[Data entries]
━━━━━━━━━━━━━━━━━━━━

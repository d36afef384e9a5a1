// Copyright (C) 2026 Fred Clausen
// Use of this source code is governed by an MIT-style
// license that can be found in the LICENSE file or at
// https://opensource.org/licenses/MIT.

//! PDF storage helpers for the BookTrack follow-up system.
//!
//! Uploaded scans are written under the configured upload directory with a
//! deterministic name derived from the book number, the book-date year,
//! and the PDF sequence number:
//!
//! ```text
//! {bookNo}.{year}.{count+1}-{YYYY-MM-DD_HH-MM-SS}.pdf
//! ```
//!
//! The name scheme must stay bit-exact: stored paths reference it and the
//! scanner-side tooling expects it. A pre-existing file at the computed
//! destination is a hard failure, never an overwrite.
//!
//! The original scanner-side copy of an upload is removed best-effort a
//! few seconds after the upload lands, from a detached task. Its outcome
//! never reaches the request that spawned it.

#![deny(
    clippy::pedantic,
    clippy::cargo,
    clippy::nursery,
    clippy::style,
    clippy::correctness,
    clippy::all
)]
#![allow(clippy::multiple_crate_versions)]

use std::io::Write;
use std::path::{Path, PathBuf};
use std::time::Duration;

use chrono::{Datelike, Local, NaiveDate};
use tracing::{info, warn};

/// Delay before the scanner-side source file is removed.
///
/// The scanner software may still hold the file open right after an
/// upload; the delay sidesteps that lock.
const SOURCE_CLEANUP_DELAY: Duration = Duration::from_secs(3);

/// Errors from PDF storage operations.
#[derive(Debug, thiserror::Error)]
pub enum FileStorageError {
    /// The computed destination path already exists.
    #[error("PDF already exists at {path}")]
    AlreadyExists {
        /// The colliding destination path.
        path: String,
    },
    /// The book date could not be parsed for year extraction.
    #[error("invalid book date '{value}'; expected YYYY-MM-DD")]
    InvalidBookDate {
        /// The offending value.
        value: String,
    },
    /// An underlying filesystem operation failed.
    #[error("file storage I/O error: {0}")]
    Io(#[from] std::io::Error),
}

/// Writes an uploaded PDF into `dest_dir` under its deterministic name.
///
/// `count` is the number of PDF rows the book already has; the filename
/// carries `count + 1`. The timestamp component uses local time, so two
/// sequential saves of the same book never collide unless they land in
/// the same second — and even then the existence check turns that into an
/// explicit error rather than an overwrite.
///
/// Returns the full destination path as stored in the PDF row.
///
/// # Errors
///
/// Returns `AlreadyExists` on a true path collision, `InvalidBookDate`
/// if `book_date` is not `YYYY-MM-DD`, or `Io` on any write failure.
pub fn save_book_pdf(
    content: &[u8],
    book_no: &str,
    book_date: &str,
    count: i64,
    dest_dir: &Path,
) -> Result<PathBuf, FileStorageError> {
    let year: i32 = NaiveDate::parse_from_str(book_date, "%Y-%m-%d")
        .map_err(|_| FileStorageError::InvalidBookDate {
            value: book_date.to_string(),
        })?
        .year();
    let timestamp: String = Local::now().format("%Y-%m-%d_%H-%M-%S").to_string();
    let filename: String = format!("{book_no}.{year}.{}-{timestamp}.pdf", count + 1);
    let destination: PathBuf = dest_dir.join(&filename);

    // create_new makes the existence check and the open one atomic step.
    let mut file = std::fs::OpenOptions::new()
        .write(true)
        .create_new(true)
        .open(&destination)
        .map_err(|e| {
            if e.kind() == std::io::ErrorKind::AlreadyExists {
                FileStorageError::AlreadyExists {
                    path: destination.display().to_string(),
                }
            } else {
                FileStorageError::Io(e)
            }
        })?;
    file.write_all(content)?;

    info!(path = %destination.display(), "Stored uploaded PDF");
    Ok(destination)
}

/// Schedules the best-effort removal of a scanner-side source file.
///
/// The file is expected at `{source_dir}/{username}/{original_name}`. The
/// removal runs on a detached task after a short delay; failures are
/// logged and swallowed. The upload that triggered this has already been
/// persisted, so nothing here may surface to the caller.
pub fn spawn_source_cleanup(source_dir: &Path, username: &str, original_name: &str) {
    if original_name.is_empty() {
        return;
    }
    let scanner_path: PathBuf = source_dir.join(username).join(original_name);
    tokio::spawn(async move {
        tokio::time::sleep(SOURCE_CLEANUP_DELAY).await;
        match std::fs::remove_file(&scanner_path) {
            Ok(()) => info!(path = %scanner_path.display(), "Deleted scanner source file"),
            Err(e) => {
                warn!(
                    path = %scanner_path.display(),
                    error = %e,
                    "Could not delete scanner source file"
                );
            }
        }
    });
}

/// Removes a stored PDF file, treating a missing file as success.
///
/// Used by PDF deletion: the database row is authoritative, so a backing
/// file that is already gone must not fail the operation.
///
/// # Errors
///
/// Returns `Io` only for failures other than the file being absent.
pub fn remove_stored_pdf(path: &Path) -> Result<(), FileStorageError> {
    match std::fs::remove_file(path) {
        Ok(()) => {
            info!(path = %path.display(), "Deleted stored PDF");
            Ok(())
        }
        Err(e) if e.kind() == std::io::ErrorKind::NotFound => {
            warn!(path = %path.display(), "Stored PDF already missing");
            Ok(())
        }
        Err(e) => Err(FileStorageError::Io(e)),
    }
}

━━━━━━━━━━━━━━━━━━━━

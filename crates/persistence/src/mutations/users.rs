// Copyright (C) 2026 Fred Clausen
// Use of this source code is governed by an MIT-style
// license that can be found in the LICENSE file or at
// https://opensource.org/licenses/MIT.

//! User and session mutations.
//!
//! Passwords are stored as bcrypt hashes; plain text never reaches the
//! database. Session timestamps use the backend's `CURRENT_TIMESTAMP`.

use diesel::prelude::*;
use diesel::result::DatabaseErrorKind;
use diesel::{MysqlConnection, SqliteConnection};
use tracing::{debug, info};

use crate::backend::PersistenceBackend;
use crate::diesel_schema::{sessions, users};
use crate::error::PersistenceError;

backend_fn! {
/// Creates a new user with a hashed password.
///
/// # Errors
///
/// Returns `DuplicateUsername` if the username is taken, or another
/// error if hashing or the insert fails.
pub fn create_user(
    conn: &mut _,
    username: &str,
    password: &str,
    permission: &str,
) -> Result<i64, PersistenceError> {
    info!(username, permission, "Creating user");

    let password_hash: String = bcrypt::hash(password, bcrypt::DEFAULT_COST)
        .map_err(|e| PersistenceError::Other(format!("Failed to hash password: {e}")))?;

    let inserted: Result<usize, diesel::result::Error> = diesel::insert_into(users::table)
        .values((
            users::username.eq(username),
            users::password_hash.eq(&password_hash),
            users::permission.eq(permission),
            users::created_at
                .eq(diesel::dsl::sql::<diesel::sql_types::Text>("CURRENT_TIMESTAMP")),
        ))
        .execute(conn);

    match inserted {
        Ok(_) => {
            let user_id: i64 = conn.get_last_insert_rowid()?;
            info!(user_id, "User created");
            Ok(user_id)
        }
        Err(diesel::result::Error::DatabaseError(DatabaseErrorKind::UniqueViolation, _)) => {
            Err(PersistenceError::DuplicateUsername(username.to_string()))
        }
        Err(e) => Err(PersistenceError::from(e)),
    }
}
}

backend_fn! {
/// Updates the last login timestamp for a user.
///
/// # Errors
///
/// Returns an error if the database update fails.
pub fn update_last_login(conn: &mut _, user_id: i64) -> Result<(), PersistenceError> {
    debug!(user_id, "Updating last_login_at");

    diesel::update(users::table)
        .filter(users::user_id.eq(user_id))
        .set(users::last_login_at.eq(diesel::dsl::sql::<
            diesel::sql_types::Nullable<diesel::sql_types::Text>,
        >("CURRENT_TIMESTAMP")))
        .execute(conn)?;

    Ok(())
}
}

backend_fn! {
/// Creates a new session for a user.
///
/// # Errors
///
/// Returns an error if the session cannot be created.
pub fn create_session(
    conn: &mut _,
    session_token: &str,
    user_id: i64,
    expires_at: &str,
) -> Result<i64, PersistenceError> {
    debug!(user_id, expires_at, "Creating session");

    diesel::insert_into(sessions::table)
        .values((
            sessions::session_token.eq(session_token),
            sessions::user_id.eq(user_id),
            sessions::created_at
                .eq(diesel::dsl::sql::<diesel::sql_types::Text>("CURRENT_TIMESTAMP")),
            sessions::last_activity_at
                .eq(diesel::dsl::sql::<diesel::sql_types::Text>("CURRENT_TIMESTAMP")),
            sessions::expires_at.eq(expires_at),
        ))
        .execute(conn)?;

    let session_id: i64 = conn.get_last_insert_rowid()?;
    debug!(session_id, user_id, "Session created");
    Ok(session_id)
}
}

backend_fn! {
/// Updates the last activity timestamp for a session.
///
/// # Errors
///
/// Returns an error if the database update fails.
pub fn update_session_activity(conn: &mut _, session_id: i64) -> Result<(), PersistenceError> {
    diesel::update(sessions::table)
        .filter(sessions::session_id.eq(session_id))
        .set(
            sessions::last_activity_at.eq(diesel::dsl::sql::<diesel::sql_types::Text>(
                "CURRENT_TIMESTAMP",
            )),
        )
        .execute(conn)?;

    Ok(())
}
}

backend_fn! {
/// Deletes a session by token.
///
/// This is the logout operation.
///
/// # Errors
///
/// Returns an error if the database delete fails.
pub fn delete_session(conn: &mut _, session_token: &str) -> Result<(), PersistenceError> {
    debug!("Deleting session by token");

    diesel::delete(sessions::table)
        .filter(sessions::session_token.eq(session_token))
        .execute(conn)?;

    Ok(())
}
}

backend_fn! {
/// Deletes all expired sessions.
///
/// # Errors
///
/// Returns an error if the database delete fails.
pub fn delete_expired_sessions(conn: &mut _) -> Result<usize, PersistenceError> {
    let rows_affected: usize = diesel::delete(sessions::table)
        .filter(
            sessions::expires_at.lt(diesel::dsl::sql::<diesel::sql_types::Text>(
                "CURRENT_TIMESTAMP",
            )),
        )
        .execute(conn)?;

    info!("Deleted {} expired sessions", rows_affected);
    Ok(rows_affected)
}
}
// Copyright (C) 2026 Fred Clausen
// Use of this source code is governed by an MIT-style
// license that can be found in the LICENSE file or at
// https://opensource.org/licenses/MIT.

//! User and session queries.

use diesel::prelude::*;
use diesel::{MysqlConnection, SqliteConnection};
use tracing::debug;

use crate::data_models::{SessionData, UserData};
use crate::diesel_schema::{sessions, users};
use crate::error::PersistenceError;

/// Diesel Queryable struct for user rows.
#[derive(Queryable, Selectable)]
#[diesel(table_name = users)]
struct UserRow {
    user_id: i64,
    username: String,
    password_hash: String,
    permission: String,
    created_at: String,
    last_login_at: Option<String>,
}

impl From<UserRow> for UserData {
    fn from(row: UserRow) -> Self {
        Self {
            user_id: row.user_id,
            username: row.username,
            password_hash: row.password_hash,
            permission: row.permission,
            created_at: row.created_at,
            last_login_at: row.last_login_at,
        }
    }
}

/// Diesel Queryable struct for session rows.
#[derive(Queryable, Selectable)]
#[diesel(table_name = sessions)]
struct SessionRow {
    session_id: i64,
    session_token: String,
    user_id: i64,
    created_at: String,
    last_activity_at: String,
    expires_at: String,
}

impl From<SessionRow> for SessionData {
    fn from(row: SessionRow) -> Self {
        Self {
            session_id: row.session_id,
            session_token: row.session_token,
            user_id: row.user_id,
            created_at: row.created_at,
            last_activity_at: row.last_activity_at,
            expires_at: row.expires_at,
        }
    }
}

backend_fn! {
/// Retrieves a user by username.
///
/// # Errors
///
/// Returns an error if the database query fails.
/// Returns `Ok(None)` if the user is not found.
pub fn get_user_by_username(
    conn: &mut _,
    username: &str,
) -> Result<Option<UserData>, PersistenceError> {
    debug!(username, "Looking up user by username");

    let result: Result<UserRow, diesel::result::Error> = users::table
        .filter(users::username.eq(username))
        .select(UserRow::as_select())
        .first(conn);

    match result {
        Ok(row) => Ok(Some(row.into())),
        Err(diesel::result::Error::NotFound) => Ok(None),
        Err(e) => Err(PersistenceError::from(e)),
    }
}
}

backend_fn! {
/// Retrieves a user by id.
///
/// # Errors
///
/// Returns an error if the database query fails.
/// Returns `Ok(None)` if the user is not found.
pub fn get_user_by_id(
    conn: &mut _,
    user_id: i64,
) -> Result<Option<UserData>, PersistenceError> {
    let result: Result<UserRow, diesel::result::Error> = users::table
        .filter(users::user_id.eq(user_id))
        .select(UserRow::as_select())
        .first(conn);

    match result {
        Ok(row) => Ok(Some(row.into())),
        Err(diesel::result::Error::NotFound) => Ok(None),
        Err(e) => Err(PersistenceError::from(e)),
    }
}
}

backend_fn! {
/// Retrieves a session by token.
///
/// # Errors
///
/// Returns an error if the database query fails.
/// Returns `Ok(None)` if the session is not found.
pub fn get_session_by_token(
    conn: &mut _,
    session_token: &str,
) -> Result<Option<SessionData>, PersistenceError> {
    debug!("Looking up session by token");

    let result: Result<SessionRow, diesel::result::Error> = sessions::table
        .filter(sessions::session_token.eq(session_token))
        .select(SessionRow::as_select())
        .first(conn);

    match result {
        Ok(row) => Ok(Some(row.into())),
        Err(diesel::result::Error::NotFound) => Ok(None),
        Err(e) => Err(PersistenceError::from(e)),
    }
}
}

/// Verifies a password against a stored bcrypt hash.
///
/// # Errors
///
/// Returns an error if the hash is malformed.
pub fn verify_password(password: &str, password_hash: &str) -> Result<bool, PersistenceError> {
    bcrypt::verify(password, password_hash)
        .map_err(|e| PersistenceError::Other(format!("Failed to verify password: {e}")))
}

━━━━━━━━━━━━━━━━━━━━

Task to complete - The answer must consist of every line from the data that holds the string "after".

Result -
//! few seconds after the upload lands, from a detached task. Its outcome
/// The scanner software may still hold the file open right after an
/// removal runs on a detached task after a short delay; failures are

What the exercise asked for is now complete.